# Employer retracting offer - CSV HARARE



## CSV_MAY2019_Harare (Aug 22, 2019)

Employer about to retract offer due to length of awaiting CSV outcome. Any advice to what I can do? I applied May 2019 in Harare, Zimbabwe. Still no outcome. Had every single document, finances of R100k over 3 months. I'm thinking to take my skills to Dubai or Canada this is pathetic honestly.


----------



## shadyecho419 (Aug 29, 2019)

A friend of mine had to wait 3 months when he applied with a contract. I waited 8 months, my application did not have a contract. you maybe in for a long wait


----------



## nmushambi (Mar 13, 2017)

CSV_MAY2019_Harare said:


> Employer about to retract offer due to length of awaiting CSV outcome. Any advice to what I can do? I applied May 2019 in Harare, Zimbabwe. Still no outcome. Had every single document, finances of R100k over 3 months. I'm thinking to take my skills to Dubai or Canada this is pathetic honestly.

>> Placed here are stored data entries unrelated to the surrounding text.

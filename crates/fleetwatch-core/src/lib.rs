//! # fleetwatch-core
//!
//! Core fleetwatch data model and store implementation.
//!
//! This crate provides:
//! - Data model types (Reading, VehicleConfig, AlertEvent, etc.)
//! - Store traits for telemetry, vehicle configuration and alerts,
//!   with in-memory reference implementations
//! - The pure alert evaluator (without I/O)
//! - Server settings
//!
//! This crate is intentionally runtime-agnostic and contains no async code.

pub mod error;
pub mod evaluator;
pub mod model;
pub mod settings;
pub mod store;

pub use error::CoreError;
pub use model::*;
pub use settings::ServerSettings;
pub use store::{
    AlertStore, MemoryAlertStore, MemoryTelemetryStore, MemoryVehicleRegistry, TelemetryStore,
    VehicleRegistry,
};
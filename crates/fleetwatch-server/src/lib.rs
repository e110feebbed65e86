//! # fleetwatch-server
//!
//! Live stream side of the fleetwatch pipeline:
//! - [`registry::SubscriptionRegistry`] - which connection wants which vehicle
//! - [`hub::BroadcastHub`] - non-blocking fan-out of readings and alerts
//! - [`server::StreamServer`] - the WebSocket endpoint viewers connect to

pub mod hub;
pub mod registry;
pub mod server;

pub use hub::{BroadcastHub, DeliveryError};
pub use registry::{ConnectionId, SubscriptionRegistry, OUTBOUND_QUEUE_DEPTH};
pub use server::{StreamServer, StreamServerConfig};
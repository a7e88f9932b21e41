//! Serving configuration
//!
//! Policy knobs that the mock frontend treated as incidental behavior are
//! explicit configuration here: decision threshold, confidence-band cut
//! points, top-k explanation size, pagination bounds, and the status a
//! displaced model is demoted to on deployment.

use serde::{Deserialize, Serialize};

/// Status the previously deployed model is moved to when a new model is
/// deployed. Retirement stays an explicit operator action under the default
/// policy.
#[derive(Debug, Clone, Copy, PartialEq, Eq, Serialize, Deserialize, Default)]
#[serde(rename_all = "lowercase")]
pub enum DemotionPolicy {
    #[default]
    Validated,
    Retired,
}

/// Runtime configuration for the serving backend.
#[derive(Debug, Clone, Serialize, Deserialize)]
pub struct ServingConfig {
    /// Bind host for the HTTP server.
    pub host: String,
    /// Bind port for the HTTP server.
    pub port: u16,
    /// Probability at or above which a record is classified Positive.
    pub decision_threshold: f64,
    /// Distance from the threshold at or beyond which confidence is "high".
    pub band_high: f64,
    /// Distance from the threshold at or beyond which confidence is "medium".
    pub band_medium: f64,
    /// Number of features returned in each top-contribution view (capped at 5).
    pub top_k: usize,
    /// Hard cap on history page size.
    pub max_page_size: usize,
    /// Page size used when the caller does not supply one.
    pub default_page_size: usize,
    /// Impute missing optional fields with schema defaults; when false a NaN
    /// sentinel is passed through for the model to handle.
    pub impute_missing: bool,
    /// Demotion target for a displaced deployed model.
    pub demotion: DemotionPolicy,
}

impl Default for ServingConfig {
    fn default() -> Self {
        Self {
            host: "0.0.0.0".to_string(),
            port: 3000,
            decision_threshold: 0.5,
            band_high: 0.30,
            band_medium: 0.15,
            top_k: 3,
            max_page_size: 200,
            default_page_size: 10,
            impute_missing: true,
            demotion: DemotionPolicy::Validated,
        }
    }
}

impl ServingConfig {
    /// Overlay `HOST`/`PORT` environment variables onto the defaults,
    /// falling back silently when unset or unparseable.
    pub fn from_env() -> Self {
        let mut config = Self::default();
        if let Ok(host) = std::env::var("HOST") {
            config.host = host;
        }
        if let Ok(port) = std::env::var("PORT") {
            if let Ok(port) = port.parse::<u16>() {
                config.port = port;
            }
        }
        config
    }

    /// Top-k clamped to the 1..=5 range the frontend renders.
    pub fn effective_top_k(&self) -> usize {
        self.top_k.clamp(1, 5)
    }
}
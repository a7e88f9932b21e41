use std::sync::Arc;

use tracing::info;

use adherence_serving::api::{create_router, AppState};
use adherence_serving::{FeatureSchema, ModelCatalog, ServingConfig};

/// Assemble application state from the embedded assets, honoring the
/// `SERVING_SCHEMA_PATH` / `SERVING_CATALOG_PATH` overrides.
fn load_state(config: ServingConfig) -> anyhow::Result<AppState> {
    let schema = match std::env::var("SERVING_SCHEMA_PATH") {
        Ok(path) => {
            info!(path = %path, "loading feature schema override");
            Arc::new(FeatureSchema::from_yaml_str(&std::fs::read_to_string(path)?)?)
        }
        Err(_) => Arc::new(FeatureSchema::builtin()?),
    };
    let catalog = match std::env::var("SERVING_CATALOG_PATH") {
        Ok(path) => {
            info!(path = %path, "loading model catalog override");
            ModelCatalog::from_yaml_str(&std::fs::read_to_string(path)?)?
        }
        Err(_) => ModelCatalog::builtin()?,
    };
    Ok(AppState::with_catalog(config, schema, &catalog)?)
}

#[tokio::main]
async fn main() -> anyhow::Result<()> {
    // Initialize tracing
    tracing_subscriber::fmt()
        .with_env_filter(
            std::env::var("RUST_LOG")
                .unwrap_or_else(|_| "adherence_serving=info,tower_http=debug".to_string()),
        )
        .init();

    let config = ServingConfig::from_env();
    let addr = format!("{}:{}", config.host, config.port);

    let state = load_state(config)?;
    info!(
        models = state.registry.list().len(),
        features = state.schema.len(),
        "serving backend initialized"
    );

    let app = create_router(state);

    info!("Starting server on {}", addr);
    let listener = tokio::net::TcpListener::bind(&addr).await?;
    axum::serve(listener, app).await?;

    Ok(())
}
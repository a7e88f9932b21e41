//! Model catalog loading
//!
//! The catalog YAML declares every trained version shipped with the service:
//! registry metadata plus an artifact description that is materialized into
//! a concrete [`Predictor`] against the feature schema. Loaded once at
//! startup and seeded into the registry.

use std::collections::BTreeMap;
use std::sync::Arc;

use chrono::NaiveDate;
use serde::Deserialize;
use tracing::info;

use super::predictor::{EnsembleModel, LinearModel, Predictor, Stump, TreeModel};
use super::registry::ModelRegistry;
use super::{ModelStatus, ModelVersion, TrainingMetrics};
use crate::error::{ServingError, ServingResult};
use crate::schema::FeatureSchema;

/// Artifact description, resolved by feature name so catalog files stay
/// readable and independent of column order.
#[derive(Debug, Clone, Deserialize)]
#[serde(tag = "type", rename_all = "lowercase")]
pub enum ArtifactSpec {
    Linear {
        intercept: f64,
        weights: BTreeMap<String, f64>,
        #[serde(default)]
        baselines: BTreeMap<String, f64>,
    },
    Tree {
        bias: f64,
        stumps: Vec<StumpSpec>,
    },
    Ensemble {
        members: Vec<MemberSpec>,
    },
}

#[derive(Debug, Clone, Deserialize)]
pub struct StumpSpec {
    pub feature: String,
    pub threshold: f64,
    pub below: f64,
    pub above: f64,
    #[serde(default)]
    pub baseline: f64,
}

#[derive(Debug, Clone, Deserialize)]
pub struct MemberSpec {
    pub weight: f64,
    pub artifact: ArtifactSpec,
}

impl ArtifactSpec {
    /// Materialize the spec into a predictor column-aligned with `schema`.
    pub fn build(&self, schema: &FeatureSchema) -> ServingResult<Arc<dyn Predictor>> {
        match self {
            ArtifactSpec::Linear {
                intercept,
                weights,
                baselines,
            } => {
                let mut weight_vec = vec![0.0; schema.len()];
                let mut baseline_vec = vec![0.0; schema.len()];
                for (name, weight) in weights {
                    let index = resolve(schema, name)?;
                    weight_vec[index] = *weight;
                }
                for (name, baseline) in baselines {
                    let index = resolve(schema, name)?;
                    baseline_vec[index] = *baseline;
                }
                Ok(Arc::new(LinearModel::new(*intercept, weight_vec, baseline_vec)))
            }
            ArtifactSpec::Tree { bias, stumps } => {
                let mut resolved = Vec::with_capacity(stumps.len());
                for stump in stumps {
                    resolved.push(Stump {
                        feature: resolve(schema, &stump.feature)?,
                        threshold: stump.threshold,
                        below: stump.below,
                        above: stump.above,
                        baseline: stump.baseline,
                    });
                }
                Ok(Arc::new(TreeModel::new(*bias, resolved, schema.len())))
            }
            ArtifactSpec::Ensemble { members } => {
                let mut built = Vec::with_capacity(members.len());
                for member in members {
                    built.push((member.weight, member.artifact.build(schema)?));
                }
                Ok(Arc::new(EnsembleModel::new(built)))
            }
        }
    }
}

fn resolve(schema: &FeatureSchema, name: &str) -> ServingResult<usize> {
    schema.position(name).ok_or_else(|| {
        ServingError::catalog(format!("catalog references unknown feature '{}'", name))
    })
}

fn default_status() -> ModelStatus {
    ModelStatus::Testing
}

/// One catalog entry: registry metadata plus the artifact description.
#[derive(Debug, Clone, Deserialize)]
pub struct CatalogEntry {
    pub model_id: String,
    pub version: String,
    pub algorithm: String,
    pub training_date: NaiveDate,
    #[serde(default = "default_status")]
    pub status: ModelStatus,
    pub metrics: TrainingMetrics,
    #[serde(default)]
    pub description: Option<String>,
    pub artifact: ArtifactSpec,
}

#[derive(Debug, Deserialize)]
struct CatalogFile {
    models: Vec<CatalogEntry>,
}

/// Parsed model catalog.
#[derive(Debug)]
pub struct ModelCatalog {
    entries: Vec<CatalogEntry>,
}

impl ModelCatalog {
    pub fn from_yaml_str(yaml: &str) -> ServingResult<Self> {
        let file: CatalogFile = serde_yaml::from_str(yaml)?;
        if file.models.is_empty() {
            return Err(ServingError::catalog("model catalog declares no models"));
        }
        Ok(Self {
            entries: file.models,
        })
    }

    /// The catalog shipped with the service.
    pub fn builtin() -> ServingResult<Self> {
        Self::from_yaml_str(include_str!("../../config/models.yaml"))
    }

    pub fn entries(&self) -> &[CatalogEntry] {
        &self.entries
    }

    /// Build every artifact and seed the registry. Returns the number of
    /// versions registered.
    pub fn seed_into(
        &self,
        registry: &ModelRegistry,
        schema: &FeatureSchema,
    ) -> ServingResult<usize> {
        for entry in &self.entries {
            let artifact = entry.artifact.build(schema)?;
            registry.seed(
                ModelVersion {
                    model_id: entry.model_id.clone(),
                    version: entry.version.clone(),
                    algorithm: entry.algorithm.clone(),
                    training_date: entry.training_date,
                    metrics: entry.metrics,
                    status: entry.status,
                    description: entry.description.clone(),
                },
                artifact,
            )?;
        }
        info!(models = self.entries.len(), "seeded model registry from catalog");
        Ok(self.entries.len())
    }
}

#[cfg(test)]
mod tests {
    use super::*;
    use crate::config::DemotionPolicy;

    #[test]
    fn test_builtin_catalog_seeds_registry() {
        let schema = FeatureSchema::builtin().unwrap();
        let catalog = ModelCatalog::builtin().unwrap();
        let registry = ModelRegistry::new(DemotionPolicy::Validated);
        let count = catalog.seed_into(&registry, &schema).unwrap();
        assert!(count >= 2);
        assert_eq!(registry.deployed_count(), 1);

        let active = registry.get_active().unwrap();
        assert_eq!(active.version.model_id, "model_v1");
    }

    #[test]
    fn test_unknown_feature_rejected() {
        let schema = FeatureSchema::builtin().unwrap();
        let yaml = r#"
models:
  - model_id: bad
    version: "1.0.0"
    algorithm: LogisticRegression
    training_date: 2024-01-01
    metrics: {accuracy: 0.5, precision: 0.5, recall: 0.5, f1_score: 0.5, roc_auc: 0.5}
    artifact:
      type: linear
      intercept: 0.0
      weights: {no_such_feature: 1.0}
"#;
        let catalog = ModelCatalog::from_yaml_str(yaml).unwrap();
        let registry = ModelRegistry::new(DemotionPolicy::Validated);
        let err = catalog.seed_into(&registry, &schema).unwrap_err();
        assert_eq!(err.kind(), "catalog_error");
    }

    #[test]
    fn test_empty_catalog_rejected() {
        assert!(ModelCatalog::from_yaml_str("models: []").is_err());
    }
}
//! Prediction-serving and explainability backend for the adherence
//! classifier.
//!
//! The pipeline: a record is validated against the feature schema,
//! preprocessed into a column-aligned vector, scored by the active model
//! from the registry, appended to the prediction history, and optionally
//! decomposed into additive per-feature contributions.
//!
//! Hard invariants this crate maintains:
//! - exactly one model version is deployed at any instant;
//! - explanations reconcile: base value plus the contribution sum equals
//!   the predicted probability within 1e-6;
//! - history is append-only with monotonic-sortable ids and stable,
//!   1-indexed pagination.

pub mod api;
pub mod config;
pub mod engine;
pub mod error;
pub mod history;
pub mod model;
pub mod schema;

// Re-export commonly used types for convenience
pub use config::{DemotionPolicy, ServingConfig};
pub use engine::{BatchOutcome, ExplanationReport, PredictionEngine};
pub use error::{ServingError, ServingResult};
pub use history::{ClassLabel, ConfidenceBand, HistoryStore, Prediction};
pub use model::{ModelCatalog, ModelRegistry, ModelStatus, ModelVersion};
pub use schema::{FeatureSchema, FeatureSpec, Record};
//! Aggregate performance metrics over recorded predictions
//!
//! Confusion-matrix counts and derived precision/recall/F1 are recomputed on
//! read from predictions that carry a ground-truth outcome. ROC AUC uses the
//! rank-sum formulation with average ranks for tied probabilities.

use std::collections::BTreeMap;

use chrono::{DateTime, Utc};
use serde::{Deserialize, Serialize};

use super::ClassLabel;

/// Window selector for a metrics snapshot.
#[derive(Debug, Clone, Default, Deserialize)]
pub struct MetricsWindow {
    /// Restrict to the most recent N predictions (None = all).
    pub last_n: Option<usize>,
    /// Restrict to predictions served by one model.
    pub model_id: Option<String>,
}

/// One ground-truthed prediction.
#[derive(Debug, Clone, Copy)]
pub struct Sample {
    pub probability: f64,
    pub predicted: ClassLabel,
    pub actual: ClassLabel,
}

#[derive(Debug, Clone, Copy, PartialEq, Eq, Serialize, Deserialize)]
pub struct ConfusionMatrix {
    pub true_positive: u64,
    pub false_positive: u64,
    pub false_negative: u64,
    pub true_negative: u64,
}

#[derive(Debug, Clone, Copy, PartialEq, Serialize, Deserialize)]
pub struct ClassMetrics {
    pub precision: f64,
    pub recall: f64,
    pub f1_score: f64,
    pub support: u64,
}

/// Derived metrics, present only when the window held ground truth.
#[derive(Debug, Clone, Serialize, Deserialize)]
pub struct EvaluatedMetrics {
    pub accuracy: f64,
    pub precision: f64,
    pub recall: f64,
    pub f1_score: f64,
    /// None when the window holds only one class.
    pub roc_auc: Option<f64>,
    pub confusion_matrix: ConfusionMatrix,
    pub per_class_metrics: BTreeMap<String, ClassMetrics>,
}

/// Snapshot over a window of predictions. `evaluated` is None when no
/// ground truth exists in the window.
#[derive(Debug, Clone, Serialize)]
pub struct MetricsSnapshot {
    pub evaluated: Option<EvaluatedMetrics>,
    /// Ground-truthed predictions in the window.
    pub sample_size: usize,
    /// Total predictions scanned in the window.
    pub window_size: usize,
    pub last_evaluated: DateTime<Utc>,
}

impl MetricsSnapshot {
    pub fn is_available(&self) -> bool {
        self.evaluated.is_some()
    }
}

pub(super) fn compute_snapshot(window_size: usize, samples: &[Sample]) -> MetricsSnapshot {
    let evaluated = if samples.is_empty() {
        None
    } else {
        Some(evaluate(samples))
    };
    MetricsSnapshot {
        evaluated,
        sample_size: samples.len(),
        window_size,
        last_evaluated: Utc::now(),
    }
}

fn evaluate(samples: &[Sample]) -> EvaluatedMetrics {
    let mut matrix = ConfusionMatrix {
        true_positive: 0,
        false_positive: 0,
        false_negative: 0,
        true_negative: 0,
    };
    for s in samples {
        match (s.predicted, s.actual) {
            (ClassLabel::Positive, ClassLabel::Positive) => matrix.true_positive += 1,
            (ClassLabel::Positive, ClassLabel::Negative) => matrix.false_positive += 1,
            (ClassLabel::Negative, ClassLabel::Positive) => matrix.false_negative += 1,
            (ClassLabel::Negative, ClassLabel::Negative) => matrix.true_negative += 1,
        }
    }

    let total = samples.len() as f64;
    let accuracy = (matrix.true_positive + matrix.true_negative) as f64 / total;

    let positive = class_metrics(
        matrix.true_positive,
        matrix.false_positive,
        matrix.false_negative,
    );
    // Negative-class metrics mirror the matrix.
    let negative = class_metrics(
        matrix.true_negative,
        matrix.false_negative,
        matrix.false_positive,
    );

    let mut per_class = BTreeMap::new();
    per_class.insert(
        ClassLabel::Positive.display_name().to_string(),
        ClassMetrics {
            support: matrix.true_positive + matrix.false_negative,
            ..positive
        },
    );
    per_class.insert(
        ClassLabel::Negative.display_name().to_string(),
        ClassMetrics {
            support: matrix.true_negative + matrix.false_positive,
            ..negative
        },
    );

    EvaluatedMetrics {
        accuracy,
        precision: positive.precision,
        recall: positive.recall,
        f1_score: positive.f1_score,
        roc_auc: roc_auc(samples),
        confusion_matrix: matrix,
        per_class_metrics: per_class,
    }
}

fn class_metrics(tp: u64, fp: u64, fn_: u64) -> ClassMetrics {
    let precision = ratio(tp, tp + fp);
    let recall = ratio(tp, tp + fn_);
    let f1_score = if precision + recall > 0.0 {
        2.0 * precision * recall / (precision + recall)
    } else {
        0.0
    };
    ClassMetrics {
        precision,
        recall,
        f1_score,
        support: 0,
    }
}

fn ratio(numerator: u64, denominator: u64) -> f64 {
    if denominator == 0 {
        0.0
    } else {
        numerator as f64 / denominator as f64
    }
}

/// Rank-sum (Mann-Whitney) AUC with average ranks for ties. None when only
/// one class is present.
fn roc_auc(samples: &[Sample]) -> Option<f64> {
    let n_pos = samples
        .iter()
        .filter(|s| s.actual == ClassLabel::Positive)
        .count();
    let n_neg = samples.len() - n_pos;
    if n_pos == 0 || n_neg == 0 {
        return None;
    }

    let mut indexed: Vec<(f64, bool)> = samples
        .iter()
        .map(|s| (s.probability, s.actual == ClassLabel::Positive))
        .collect();
    indexed.sort_by(|a, b| a.0.partial_cmp(&b.0).unwrap_or(std::cmp::Ordering::Equal));

    let mut rank_sum_pos = 0.0;
    let mut i = 0;
    while i < indexed.len() {
        let mut j = i;
        while j + 1 < indexed.len() && indexed[j + 1].0 == indexed[i].0 {
            j += 1;
        }
        // Ranks are 1-based; tied values share the average rank.
        let avg_rank = ((i + 1) + (j + 1)) as f64 / 2.0;
        for entry in &indexed[i..=j] {
            if entry.1 {
                rank_sum_pos += avg_rank;
            }
        }
        i = j + 1;
    }

    let n_pos = n_pos as f64;
    let n_neg = n_neg as f64;
    Some((rank_sum_pos - n_pos * (n_pos + 1.0) / 2.0) / (n_pos * n_neg))
}

#[cfg(test)]
mod tests {
    use super::*;

    fn sample(probability: f64, predicted: ClassLabel, actual: ClassLabel) -> Sample {
        Sample {
            probability,
            predicted,
            actual,
        }
    }

    #[test]
    fn test_no_ground_truth_is_unavailable() {
        let snapshot = compute_snapshot(10, &[]);
        assert!(!snapshot.is_available());
        assert_eq!(snapshot.window_size, 10);
        assert_eq!(snapshot.sample_size, 0);
    }

    #[test]
    fn test_confusion_matrix_counts() {
        let samples = vec![
            sample(0.9, ClassLabel::Positive, ClassLabel::Positive),
            sample(0.8, ClassLabel::Positive, ClassLabel::Negative),
            sample(0.2, ClassLabel::Negative, ClassLabel::Negative),
            sample(0.3, ClassLabel::Negative, ClassLabel::Positive),
        ];
        let evaluated = compute_snapshot(4, &samples).evaluated.unwrap();
        let m = evaluated.confusion_matrix;
        assert_eq!(
            (m.true_positive, m.false_positive, m.false_negative, m.true_negative),
            (1, 1, 1, 1)
        );
        assert_eq!(evaluated.accuracy, 0.5);
        assert_eq!(evaluated.precision, 0.5);
        assert_eq!(evaluated.recall, 0.5);
        assert_eq!(evaluated.f1_score, 0.5);
    }

    #[test]
    fn test_per_class_metrics_and_support() {
        let samples = vec![
            sample(0.9, ClassLabel::Positive, ClassLabel::Positive),
            sample(0.7, ClassLabel::Positive, ClassLabel::Positive),
            sample(0.1, ClassLabel::Negative, ClassLabel::Negative),
        ];
        let evaluated = compute_snapshot(3, &samples).evaluated.unwrap();
        let positive = &evaluated.per_class_metrics["Good Subject"];
        assert_eq!(positive.support, 2);
        assert_eq!(positive.precision, 1.0);
        let negative = &evaluated.per_class_metrics["Bad Subject"];
        assert_eq!(negative.support, 1);
        assert_eq!(negative.recall, 1.0);
    }

    #[test]
    fn test_auc_perfect_separation() {
        let samples = vec![
            sample(0.9, ClassLabel::Positive, ClassLabel::Positive),
            sample(0.8, ClassLabel::Positive, ClassLabel::Positive),
            sample(0.2, ClassLabel::Negative, ClassLabel::Negative),
            sample(0.1, ClassLabel::Negative, ClassLabel::Negative),
        ];
        let evaluated = compute_snapshot(4, &samples).evaluated.unwrap();
        assert_eq!(evaluated.roc_auc, Some(1.0));
    }

    #[test]
    fn test_auc_single_class_is_none() {
        let samples = vec![
            sample(0.9, ClassLabel::Positive, ClassLabel::Positive),
            sample(0.8, ClassLabel::Positive, ClassLabel::Positive),
        ];
        let evaluated = compute_snapshot(2, &samples).evaluated.unwrap();
        assert_eq!(evaluated.roc_auc, None);
    }

    #[test]
    fn test_auc_with_ties() {
        // One positive and one negative share probability 0.5: AUC 0.5.
        let samples = vec![
            sample(0.5, ClassLabel::Positive, ClassLabel::Positive),
            sample(0.5, ClassLabel::Negative, ClassLabel::Negative),
        ];
        let evaluated = compute_snapshot(2, &samples).evaluated.unwrap();
        assert_eq!(evaluated.roc_auc, Some(0.5));
    }
}
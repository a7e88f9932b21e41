//! History store pagination and filtering behavior over recorded
//! predictions, including concurrent appends.

use std::sync::Arc;
use std::thread;

use chrono::Utc;
use serde_json::Map;

use adherence_serving::history::{HistoryFilter, HistoryStore, PredictionDraft};
use adherence_serving::{ClassLabel, ConfidenceBand};

fn draft(probability: f64, model_id: &str) -> PredictionDraft {
    PredictionDraft {
        timestamp: Utc::now(),
        input_snapshot: Map::new(),
        model_id: model_id.to_string(),
        class_label: if probability >= 0.5 {
            ClassLabel::Positive
        } else {
            ClassLabel::Negative
        },
        probability,
        confidence_band: ConfidenceBand::Medium,
        mask_id: None,
    }
}

#[test]
fn empty_store_returns_empty_first_page() {
    let store = HistoryStore::new(200);
    let page = store.query(1, 10, &HistoryFilter::default());
    assert!(page.items.is_empty());
    assert_eq!(page.total_count, 0);
}

#[test]
fn total_count_is_independent_of_page() {
    let store = HistoryStore::new(200);
    for i in 0..37 {
        store.append(draft(0.5 + (i % 5) as f64 * 0.05, "model_v1"));
    }
    for page_no in 1..=4 {
        let page = store.query(page_no, 10, &HistoryFilter::default());
        assert_eq!(page.total_count, 37);
    }
    assert_eq!(store.query(4, 10, &HistoryFilter::default()).items.len(), 7);
}

#[test]
fn pages_are_stable_and_non_overlapping() {
    let store = HistoryStore::new(200);
    for _ in 0..30 {
        store.append(draft(0.7, "model_v1"));
    }
    let filter = HistoryFilter::default();
    let mut seen = Vec::new();
    for page_no in 1..=3 {
        let first = store.query(page_no, 10, &filter);
        let again = store.query(page_no, 10, &filter);
        let ids: Vec<String> = first
            .items
            .iter()
            .map(|p| p.prediction_id.clone())
            .collect();
        let ids_again: Vec<String> = again
            .items
            .iter()
            .map(|p| p.prediction_id.clone())
            .collect();
        assert_eq!(ids, ids_again, "re-query must return identical pages");
        seen.extend(ids);
    }
    let unique: std::collections::HashSet<&String> = seen.iter().collect();
    assert_eq!(unique.len(), 30, "pages must not overlap");
}

#[test]
fn newest_first_ordering() {
    let store = HistoryStore::new(200);
    for _ in 0..5 {
        store.append(draft(0.6, "model_v1"));
    }
    let page = store.query(1, 5, &HistoryFilter::default());
    let mut ids: Vec<String> = page.items.iter().map(|p| p.prediction_id.clone()).collect();
    let mut sorted = ids.clone();
    sorted.sort_by(|a, b| b.cmp(a));
    assert_eq!(ids, sorted);
    ids.reverse();
    assert_eq!(ids[0], "pred-00000001");
}

#[test]
fn model_filter_restricts_results() {
    let store = HistoryStore::new(200);
    for i in 0..10 {
        let model = if i % 2 == 0 { "model_v1" } else { "model_v2" };
        store.append(draft(0.8, model));
    }
    let filter = HistoryFilter {
        model_id: Some("model_v2".to_string()),
        ..Default::default()
    };
    let page = store.query(1, 50, &filter);
    assert_eq!(page.total_count, 5);
    assert!(page.items.iter().all(|p| p.model_id == "model_v2"));
}

#[test]
fn concurrent_appends_assign_unique_dense_ids() {
    let store = Arc::new(HistoryStore::new(200));
    let handles: Vec<_> = (0..4)
        .map(|_| {
            let store = Arc::clone(&store);
            thread::spawn(move || {
                for _ in 0..25 {
                    store.append(draft(0.6, "model_v1"));
                }
            })
        })
        .collect();
    for handle in handles {
        handle.join().unwrap();
    }

    assert_eq!(store.len(), 100);
    let page = store.query(1, 200, &HistoryFilter::default());
    assert_eq!(page.total_count, 100);
    let mut ids: Vec<String> = page.items.iter().map(|p| p.prediction_id.clone()).collect();
    ids.sort();
    ids.dedup();
    assert_eq!(ids.len(), 100, "ids must be unique");
    assert_eq!(ids.first().map(String::as_str), Some("pred-00000001"));
    assert_eq!(ids.last().map(String::as_str), Some("pred-00000100"));
}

Apply to New Zealand and the countries you mentioned. SA takes an unbelievable amount of time to process a visa. I withdrew my passport as I have found another country that is faster when issuing work visas


----------



## jollem (Nov 9, 2016)

People who applied Dec 2018 in Harare are still waiting. So unless you are incredibly lucky then you are not even half way through you waiting period.


----------



## CSV_MAY2019_Harare (Aug 22, 2019)

shadyecho419 said:


> A friend of mine had to wait 3 months when he applied with a contract. I waited 8 months, my application did not have a contract. you maybe in for a long wait


I had everything included Letter and certificate from IBASA, cipc certificate and they took all original documents of everything they have but forever waiting.


----------